Infamous Hayden Fry defensive coordinator Bill Brashier, who oversaw Iowa’s defence for 17 years, passed away on Friday at the age of 93.
In 1979, Brashier joined Fry at Iowa from North Texas and oversaw some of the finest defences in Big Ten history. Under Brashier, the Hawkeyes three times led the Big Ten in defence and won three conference championships. To win the conference championship in 1981, Iowa dominated the Big Ten in both total defence (265.5 yards per game) and scoring defence (11.5 points per game).
Iowa gave up 186.7 running yards per game in 1978. That number dropped to 86.9 in 1981. In 1985, Iowa took the top spot in the national rankings for five weeks in a row while also claiming the Big Ten championship.
Under Brashier, five different defensive players, including Andre Tippett and Larry Station, who were inducted into the College Football Hall of Fame, were chosen first-team All-Americans.
“He was awesome,” said Bob Stoops, a College Football Hall of Fame head coach who played for Brashier and then coached under him. “I credit my career to Coach Brashier. He’s the one that got it started for me as a graduate assistant. He would put me on the board and tell me to explain and show me what I was talking about. So, he is incredibly special to me, no doubt.”
With Bob Stoops (Oklahoma), Bill Snyder (Kansas State), Barry Alvarez (Wisconsin), Dan McCarney (Iowa State), graduate assistant Mark Stoops (Kentucky), and Kirk Ferentz (Iowa) all becoming the winningest head coach at six different football programmes, Fry developed one of the greatest coaching trees in college football history. Brashier never left Iowa and remained devoted to Fry, his lifetime buddy, but it doesn’t imply his level of coaching ability wasn’t comparable to that of his contemporaries.
“That was a phenomenal staff,” McCarney said. “I loved my time with Bill Brashier. And to this day, I’ve said it many times, he may have been the smartest Xs and Os football coach that I was ever around. He didn’t get a chance to be a head coach, but it sure didn’t mean that he didn’t have a major, major impact on the Iowa program. Even in the first years, when we build the foundation in 1981, we went to the first Rose Bowl with one of the two best defenses I was ever around in my 45 years of Division I football, the only one that was that as good or maybe a little bit better as the national championship one that I was a part of at Florida (2008).”
“Coach Brashier definitely was, if not the best coach we had; he’s right there with any of them,” Bob Stoops said. “He was incredibly special, smart, very detailed with us on how we played. He was a great communicator with us and what we needed to do.”
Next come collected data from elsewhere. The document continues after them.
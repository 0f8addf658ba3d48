//! Typed event system with pre-allocated ring buffers.
//!
//! Events are emitted while buildings tick and while the grid is edited,
//! then delivered in one batch at the end of each step. Each event kind has
//! its own [`EventBuffer`] ring buffer, allocated on first emit.
//!
//! # Suppression
//!
//! Event kinds can be suppressed via [`EventBus::suppress`], which prevents
//! any allocation or recording for that kind.

use crate::building::BuildingKind;
use crate::fixed::{Money, Ticks};
use crate::grid::GridPosition;
use crate::resource::ResourceKind;

// ---------------------------------------------------------------------------
// Event types
// ---------------------------------------------------------------------------

/// A simulation event. All events carry the tick at which they occurred.
#[derive(Debug, Clone, PartialEq, Eq)]
pub enum Event {
    // -- Grid --
    BuildingPlaced {
        position: GridPosition,
        building: BuildingKind,
        cost: Money,
        tick: Ticks,
    },
    BuildingRemoved {
        position: GridPosition,
        building: BuildingKind,
        refund: Money,
        /// Items that were sitting in the building and are now gone.
        discarded: Vec<ResourceKind>,
        tick: Ticks,
    },

    // -- Production --
    ItemProduced {
        position: GridPosition,
        item: ResourceKind,
        cost: Money,
        tick: Ticks,
    },
    ProductionSkipped {
        position: GridPosition,
        item: ResourceKind,
        needed: Money,
        tick: Ticks,
    },

    // -- Transport --
    ItemMoved {
        from: GridPosition,
        to: GridPosition,
        item: ResourceKind,
        tick: Ticks,
    },

    // -- Sales --
    ItemSold {
        position: GridPosition,
        item: ResourceKind,
        price: Money,
        tick: Ticks,
    },

    // -- Calendar --
    DayEnded {
        day: u64,
        daily_profit: Money,
        tick: Ticks,
    },
}

/// Discriminant tag for event types, used for suppression and filtering.
#[derive(Debug, Clone, Copy, PartialEq, Eq, Hash)]
pub enum EventKind {
    BuildingPlaced,
    BuildingRemoved,
    ItemProduced,
    ProductionSkipped,
    ItemMoved,
    ItemSold,
    DayEnded,
}

/// Total number of event kinds.
const EVENT_KIND_COUNT: usize = 7;

impl Event {
    /// Get the discriminant kind for this event.
    pub fn kind(&self) -> EventKind {
        match self {
            Event::BuildingPlaced { .. } => EventKind::BuildingPlaced,
            Event::BuildingRemoved { .. } => EventKind::BuildingRemoved,
            Event::ItemProduced { .. } => EventKind::ItemProduced,
            Event::ProductionSkipped { .. } => EventKind::ProductionSkipped,
            Event::ItemMoved { .. } => EventKind::ItemMoved,
            Event::ItemSold { .. } => EventKind::ItemSold,
            Event::DayEnded { .. } => EventKind::DayEnded,
        }
    }

    pub fn tick(&self) -> Ticks {
        match self {
            Event::BuildingPlaced { tick, .. }
            | Event::BuildingRemoved { tick, .. }
            | Event::ItemProduced { tick, .. }
            | Event::ProductionSkipped { tick, .. }
            | Event::ItemMoved { tick, .. }
            | Event::ItemSold { tick, .. }
            | Event::DayEnded { tick, .. } => *tick,
        }
    }
}

impl EventKind {
    /// Convert to usize index for array lookups.
    fn index(self) -> usize {
        self as usize
    }
}

// ---------------------------------------------------------------------------
// Ring buffer
// ---------------------------------------------------------------------------

/// Fixed-capacity ring buffer for one event kind. When full, the oldest
/// event is overwritten.
#[derive(Debug)]
pub struct EventBuffer {
    events: Vec<Option<Event>>,
    head: usize,
    len: usize,
    total_written: u64,
}

impl EventBuffer {
    /// Create a buffer holding at most `capacity` events (minimum 1).
    pub fn new(capacity: usize) -> Self {
        let capacity = capacity.max(1);
        Self {
            events: (0..capacity).map(|_| None).collect(),
            head: 0,
            len: 0,
            total_written: 0,
        }
    }

    /// Push an event into the ring buffer. If full, the oldest event is dropped.
    pub fn push(&mut self, event: Event) {
        self.events[self.head] = Some(event);
        self.head = (self.head + 1) % self.capacity();
        if self.len < self.capacity() {
            self.len += 1;
        }
        self.total_written += 1;
    }

    pub fn capacity(&self) -> usize {
        self.events.len()
    }

    pub fn len(&self) -> usize {
        self.len
    }

    pub fn is_empty(&self) -> bool {
        self.len == 0
    }

    /// Total events written since creation (including dropped).
    pub fn total_written(&self) -> u64 {
        self.total_written
    }

    /// Iterate over events in order from oldest to newest.
    pub fn iter(&self) -> impl Iterator<Item = &Event> {
        let start = if self.len < self.capacity() { 0 } else { self.head };
        let cap = self.capacity();
        (0..self.len).filter_map(move |i| self.events[(start + i) % cap].as_ref())
    }

    pub fn clear(&mut self) {
        for slot in &mut self.events {
            *slot = None;
        }
        self.head = 0;
        self.len = 0;
    }
}

// ---------------------------------------------------------------------------
// Listeners
// ---------------------------------------------------------------------------

/// A passive listener receives events read-only.
pub type PassiveListener = Box<dyn FnMut(&Event)>;

/// Optional predicate that filters events for a listener.
pub type EventFilter = Box<dyn Fn(&Event) -> bool>;

struct ListenerEntry {
    listener: PassiveListener,
    filter: Option<EventFilter>,
}

// ---------------------------------------------------------------------------
// EventBus
// ---------------------------------------------------------------------------

/// Holds one ring buffer per event kind, listener lists, and suppression
/// flags.
pub struct EventBus {
    buffers: [Option<EventBuffer>; EVENT_KIND_COUNT],
    suppressed: [bool; EVENT_KIND_COUNT],
    listeners: [Vec<ListenerEntry>; EVENT_KIND_COUNT],
    default_capacity: usize,
}

impl std::fmt::Debug for EventBus {
    fn fmt(&self, f: &mut std::fmt::Formatter<'_>) -> std::fmt::Result {
        f.debug_struct("EventBus")
            .field("buffers", &self.buffers)
            .field("suppressed", &self.suppressed)
            .field("default_capacity", &self.default_capacity)
            .finish_non_exhaustive()
    }
}

impl EventBus {
    /// Create a new event bus with the given default buffer capacity per kind.
    pub fn new(default_capacity: usize) -> Self {
        Self {
            buffers: Default::default(),
            suppressed: [false; EVENT_KIND_COUNT],
            listeners: Default::default(),
            default_capacity,
        }
    }

    /// Suppress an event kind. Suppressed events are never allocated or buffered.
    pub fn suppress(&mut self, kind: EventKind) {
        self.suppressed[kind.index()] = true;
        self.buffers[kind.index()] = None;
    }

    pub fn is_suppressed(&self, kind: EventKind) -> bool {
        self.suppressed[kind.index()]
    }

    /// Store an event in its kind's ring buffer. No-op if suppressed.
    pub fn emit(&mut self, event: Event) {
        let idx = event.kind().index();
        if self.suppressed[idx] {
            return;
        }
        let capacity = self.default_capacity;
        self.buffers[idx]
            .get_or_insert_with(|| EventBuffer::new(capacity))
            .push(event);
    }

    /// Register a listener for an event kind. Listeners run in registration
    /// order during delivery.
    pub fn on_passive(&mut self, kind: EventKind, listener: PassiveListener) {
        self.on_passive_filtered(kind, None, listener);
    }

    /// Register a listener that only sees events passing `filter`.
    pub fn on_passive_filtered(
        &mut self,
        kind: EventKind,
        filter: Option<EventFilter>,
        listener: PassiveListener,
    ) {
        self.listeners[kind.index()].push(ListenerEntry { listener, filter });
    }

    /// Deliver all buffered events to listeners, oldest first, then clear
    /// the buffers.
    pub fn deliver(&mut self) {
        for idx in 0..EVENT_KIND_COUNT {
            let Some(buffer) = self.buffers[idx].as_mut() else {
                continue;
            };
            if buffer.is_empty() {
                continue;
            }

            for entry in &mut self.listeners[idx] {
                for event in buffer.iter() {
                    if let Some(ref filter) = entry.filter
                        && !filter(event)
                    {
                        continue;
                    }
                    (entry.listener)(event);
                }
            }

            buffer.clear();
        }
    }

    /// Get the event buffer for a specific event kind (read-only).
    pub fn buffer(&self, kind: EventKind) -> Option<&EventBuffer> {
        self.buffers[kind.index()].as_ref()
    }

    /// Count of events currently buffered for a kind.
    pub fn buffered_count(&self, kind: EventKind) -> usize {
        self.buffer(kind).map(|b| b.len()).unwrap_or(0)
    }

    /// Total events ever emitted for a kind (including dropped and delivered).
    pub fn total_emitted(&self, kind: EventKind) -> u64 {
        self.buffer(kind).map(|b| b.total_written()).unwrap_or(0)
    }
}

impl Default for EventBus {
    fn default() -> Self {
        Self::new(1024)
    }
}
“It was such an honor to work with him and work for him and we were together in the trenches on defense for 11 years,” McCarney said. “You really find out about someone who spent that much time and 16-hour days and round-the-clock year round and that’s what a lot of people don’t really get sometimes.
“They see big salaries nowadays and the contracts and everything, but the commitment and the workload that you have year-round, it really never stops. So, you really have to get along with people and enjoy the staff that you’re around.”